§ **INSTRUCTIONS TO FOLLOW**: Please return all lines of the data below containing the string "StartSessionRequest".

§ **DATASET**:

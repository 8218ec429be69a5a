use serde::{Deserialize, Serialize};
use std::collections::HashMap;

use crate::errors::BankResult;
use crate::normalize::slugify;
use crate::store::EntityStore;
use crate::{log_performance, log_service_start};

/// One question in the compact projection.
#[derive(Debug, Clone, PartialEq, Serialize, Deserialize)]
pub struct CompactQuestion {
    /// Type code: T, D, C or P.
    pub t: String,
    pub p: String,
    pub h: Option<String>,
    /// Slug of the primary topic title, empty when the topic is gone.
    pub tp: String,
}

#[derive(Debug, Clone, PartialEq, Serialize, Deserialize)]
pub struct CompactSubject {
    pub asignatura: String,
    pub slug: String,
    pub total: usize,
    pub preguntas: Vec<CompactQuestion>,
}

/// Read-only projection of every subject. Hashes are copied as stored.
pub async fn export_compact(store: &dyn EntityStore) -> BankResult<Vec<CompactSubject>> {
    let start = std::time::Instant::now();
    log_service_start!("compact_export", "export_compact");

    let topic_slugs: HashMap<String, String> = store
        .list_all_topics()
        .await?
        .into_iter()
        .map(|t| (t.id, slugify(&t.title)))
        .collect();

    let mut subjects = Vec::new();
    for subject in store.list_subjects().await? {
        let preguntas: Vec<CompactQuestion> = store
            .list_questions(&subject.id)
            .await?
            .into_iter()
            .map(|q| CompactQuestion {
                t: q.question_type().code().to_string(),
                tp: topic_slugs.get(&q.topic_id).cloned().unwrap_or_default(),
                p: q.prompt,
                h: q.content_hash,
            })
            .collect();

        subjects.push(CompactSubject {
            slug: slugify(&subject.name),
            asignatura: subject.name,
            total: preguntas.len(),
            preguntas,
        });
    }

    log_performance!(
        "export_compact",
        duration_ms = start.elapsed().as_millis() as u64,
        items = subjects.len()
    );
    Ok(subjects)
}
---
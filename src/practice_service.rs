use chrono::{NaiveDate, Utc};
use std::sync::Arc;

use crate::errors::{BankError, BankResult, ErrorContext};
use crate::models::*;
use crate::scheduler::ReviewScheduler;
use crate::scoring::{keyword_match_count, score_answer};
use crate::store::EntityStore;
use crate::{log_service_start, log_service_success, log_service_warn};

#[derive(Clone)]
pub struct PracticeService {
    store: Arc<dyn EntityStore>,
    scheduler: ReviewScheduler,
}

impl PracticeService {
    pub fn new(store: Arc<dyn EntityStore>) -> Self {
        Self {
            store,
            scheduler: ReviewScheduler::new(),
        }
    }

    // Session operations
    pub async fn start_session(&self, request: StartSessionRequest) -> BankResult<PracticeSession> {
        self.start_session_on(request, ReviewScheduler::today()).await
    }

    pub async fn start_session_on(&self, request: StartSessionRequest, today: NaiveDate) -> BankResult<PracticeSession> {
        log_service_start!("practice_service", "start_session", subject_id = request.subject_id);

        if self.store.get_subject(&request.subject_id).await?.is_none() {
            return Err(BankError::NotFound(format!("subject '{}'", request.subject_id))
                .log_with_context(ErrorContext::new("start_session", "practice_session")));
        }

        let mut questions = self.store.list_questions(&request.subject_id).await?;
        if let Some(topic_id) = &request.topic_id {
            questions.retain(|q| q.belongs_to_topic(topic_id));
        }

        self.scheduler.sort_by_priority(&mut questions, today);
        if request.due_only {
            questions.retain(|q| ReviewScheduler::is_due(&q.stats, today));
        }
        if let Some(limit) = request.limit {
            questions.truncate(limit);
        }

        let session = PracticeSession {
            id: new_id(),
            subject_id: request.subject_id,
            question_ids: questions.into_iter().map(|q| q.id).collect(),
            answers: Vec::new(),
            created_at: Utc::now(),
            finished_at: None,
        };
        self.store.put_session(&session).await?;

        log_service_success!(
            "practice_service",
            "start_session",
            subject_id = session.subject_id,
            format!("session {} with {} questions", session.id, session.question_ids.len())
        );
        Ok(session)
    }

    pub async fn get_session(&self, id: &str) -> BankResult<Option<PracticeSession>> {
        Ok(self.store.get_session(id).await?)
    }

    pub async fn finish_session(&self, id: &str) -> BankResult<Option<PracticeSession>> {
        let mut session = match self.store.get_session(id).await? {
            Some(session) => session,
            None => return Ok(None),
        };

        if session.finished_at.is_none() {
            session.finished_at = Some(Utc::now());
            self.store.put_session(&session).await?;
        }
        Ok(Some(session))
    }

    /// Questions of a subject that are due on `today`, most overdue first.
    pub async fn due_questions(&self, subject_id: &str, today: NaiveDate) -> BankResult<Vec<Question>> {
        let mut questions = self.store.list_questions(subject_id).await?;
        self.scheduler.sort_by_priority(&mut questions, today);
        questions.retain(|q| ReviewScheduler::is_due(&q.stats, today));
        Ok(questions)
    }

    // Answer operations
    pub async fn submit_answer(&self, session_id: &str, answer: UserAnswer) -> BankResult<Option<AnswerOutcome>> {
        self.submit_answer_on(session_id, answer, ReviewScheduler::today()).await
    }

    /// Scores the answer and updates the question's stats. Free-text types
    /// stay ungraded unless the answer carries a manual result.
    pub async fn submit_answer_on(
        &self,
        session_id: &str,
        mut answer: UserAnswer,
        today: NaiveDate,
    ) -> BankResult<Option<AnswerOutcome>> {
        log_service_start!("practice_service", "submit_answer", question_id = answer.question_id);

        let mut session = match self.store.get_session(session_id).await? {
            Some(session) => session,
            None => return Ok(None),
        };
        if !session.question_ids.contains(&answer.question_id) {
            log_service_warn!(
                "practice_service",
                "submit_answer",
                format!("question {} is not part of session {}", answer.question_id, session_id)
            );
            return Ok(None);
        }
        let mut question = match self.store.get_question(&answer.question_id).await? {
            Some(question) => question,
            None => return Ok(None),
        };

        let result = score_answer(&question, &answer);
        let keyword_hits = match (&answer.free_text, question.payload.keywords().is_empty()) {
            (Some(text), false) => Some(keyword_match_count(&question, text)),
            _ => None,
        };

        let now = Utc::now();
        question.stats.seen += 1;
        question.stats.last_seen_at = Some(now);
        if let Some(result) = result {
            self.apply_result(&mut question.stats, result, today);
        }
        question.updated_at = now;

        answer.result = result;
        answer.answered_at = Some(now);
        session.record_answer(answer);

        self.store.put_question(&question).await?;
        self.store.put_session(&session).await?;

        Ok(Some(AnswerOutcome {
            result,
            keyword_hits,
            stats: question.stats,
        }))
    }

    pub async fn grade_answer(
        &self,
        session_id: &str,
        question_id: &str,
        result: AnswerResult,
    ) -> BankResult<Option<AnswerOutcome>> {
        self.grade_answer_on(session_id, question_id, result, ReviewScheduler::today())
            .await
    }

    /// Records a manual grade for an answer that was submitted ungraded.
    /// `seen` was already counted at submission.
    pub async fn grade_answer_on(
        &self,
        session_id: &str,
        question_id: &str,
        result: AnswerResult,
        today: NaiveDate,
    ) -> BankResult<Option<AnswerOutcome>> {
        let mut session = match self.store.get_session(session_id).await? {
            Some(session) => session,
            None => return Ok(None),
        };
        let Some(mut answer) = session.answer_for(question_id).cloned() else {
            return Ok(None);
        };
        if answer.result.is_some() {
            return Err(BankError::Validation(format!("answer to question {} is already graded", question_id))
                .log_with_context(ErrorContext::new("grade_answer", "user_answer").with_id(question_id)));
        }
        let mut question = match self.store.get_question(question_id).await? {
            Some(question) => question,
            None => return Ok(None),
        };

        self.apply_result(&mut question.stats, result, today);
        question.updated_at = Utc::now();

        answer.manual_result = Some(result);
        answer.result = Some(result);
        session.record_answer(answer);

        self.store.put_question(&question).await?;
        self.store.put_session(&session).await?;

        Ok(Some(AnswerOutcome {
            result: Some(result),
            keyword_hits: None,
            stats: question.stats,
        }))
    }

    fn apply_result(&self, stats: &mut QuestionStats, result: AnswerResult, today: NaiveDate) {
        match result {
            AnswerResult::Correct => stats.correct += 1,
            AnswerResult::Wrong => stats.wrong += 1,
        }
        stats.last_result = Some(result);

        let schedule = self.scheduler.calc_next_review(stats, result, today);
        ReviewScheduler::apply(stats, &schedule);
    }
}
==
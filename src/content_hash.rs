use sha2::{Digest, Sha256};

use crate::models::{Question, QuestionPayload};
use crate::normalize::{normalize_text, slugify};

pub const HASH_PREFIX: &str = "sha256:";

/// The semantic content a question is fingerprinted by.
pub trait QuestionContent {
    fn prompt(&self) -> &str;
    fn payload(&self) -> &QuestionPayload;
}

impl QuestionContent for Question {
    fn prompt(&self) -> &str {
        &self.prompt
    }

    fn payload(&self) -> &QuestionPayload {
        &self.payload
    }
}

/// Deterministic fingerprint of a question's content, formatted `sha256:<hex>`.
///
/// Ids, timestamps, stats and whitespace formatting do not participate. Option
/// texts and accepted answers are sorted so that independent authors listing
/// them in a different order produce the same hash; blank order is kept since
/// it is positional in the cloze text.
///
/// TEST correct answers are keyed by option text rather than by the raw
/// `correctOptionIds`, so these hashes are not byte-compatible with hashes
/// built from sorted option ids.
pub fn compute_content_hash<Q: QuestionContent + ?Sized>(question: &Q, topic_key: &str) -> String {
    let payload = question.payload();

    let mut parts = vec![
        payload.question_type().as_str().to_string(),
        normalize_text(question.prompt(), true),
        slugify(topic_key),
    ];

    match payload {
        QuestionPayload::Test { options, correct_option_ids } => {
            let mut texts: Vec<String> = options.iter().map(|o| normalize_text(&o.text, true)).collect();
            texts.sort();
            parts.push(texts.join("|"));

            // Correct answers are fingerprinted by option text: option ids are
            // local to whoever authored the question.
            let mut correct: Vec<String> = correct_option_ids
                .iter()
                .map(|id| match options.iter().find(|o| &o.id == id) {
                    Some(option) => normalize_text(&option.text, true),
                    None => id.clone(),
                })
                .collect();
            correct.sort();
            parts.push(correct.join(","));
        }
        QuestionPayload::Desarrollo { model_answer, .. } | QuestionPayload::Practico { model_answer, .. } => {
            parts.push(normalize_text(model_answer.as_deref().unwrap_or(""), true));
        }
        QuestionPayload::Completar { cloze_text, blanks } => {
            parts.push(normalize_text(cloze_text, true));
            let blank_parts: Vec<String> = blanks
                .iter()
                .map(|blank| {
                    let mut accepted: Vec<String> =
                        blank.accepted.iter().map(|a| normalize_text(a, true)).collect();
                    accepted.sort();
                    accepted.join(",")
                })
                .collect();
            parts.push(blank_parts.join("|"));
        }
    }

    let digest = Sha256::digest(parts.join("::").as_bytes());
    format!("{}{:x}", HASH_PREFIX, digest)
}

§ **COMPLETED EXERCISE**:
    pub async fn start_session(&self, request: StartSessionRequest) -> BankResult<PracticeSession> {
    pub async fn start_session_on(&self, request: StartSessionRequest, today: NaiveDate) -> BankResult<PracticeSession> {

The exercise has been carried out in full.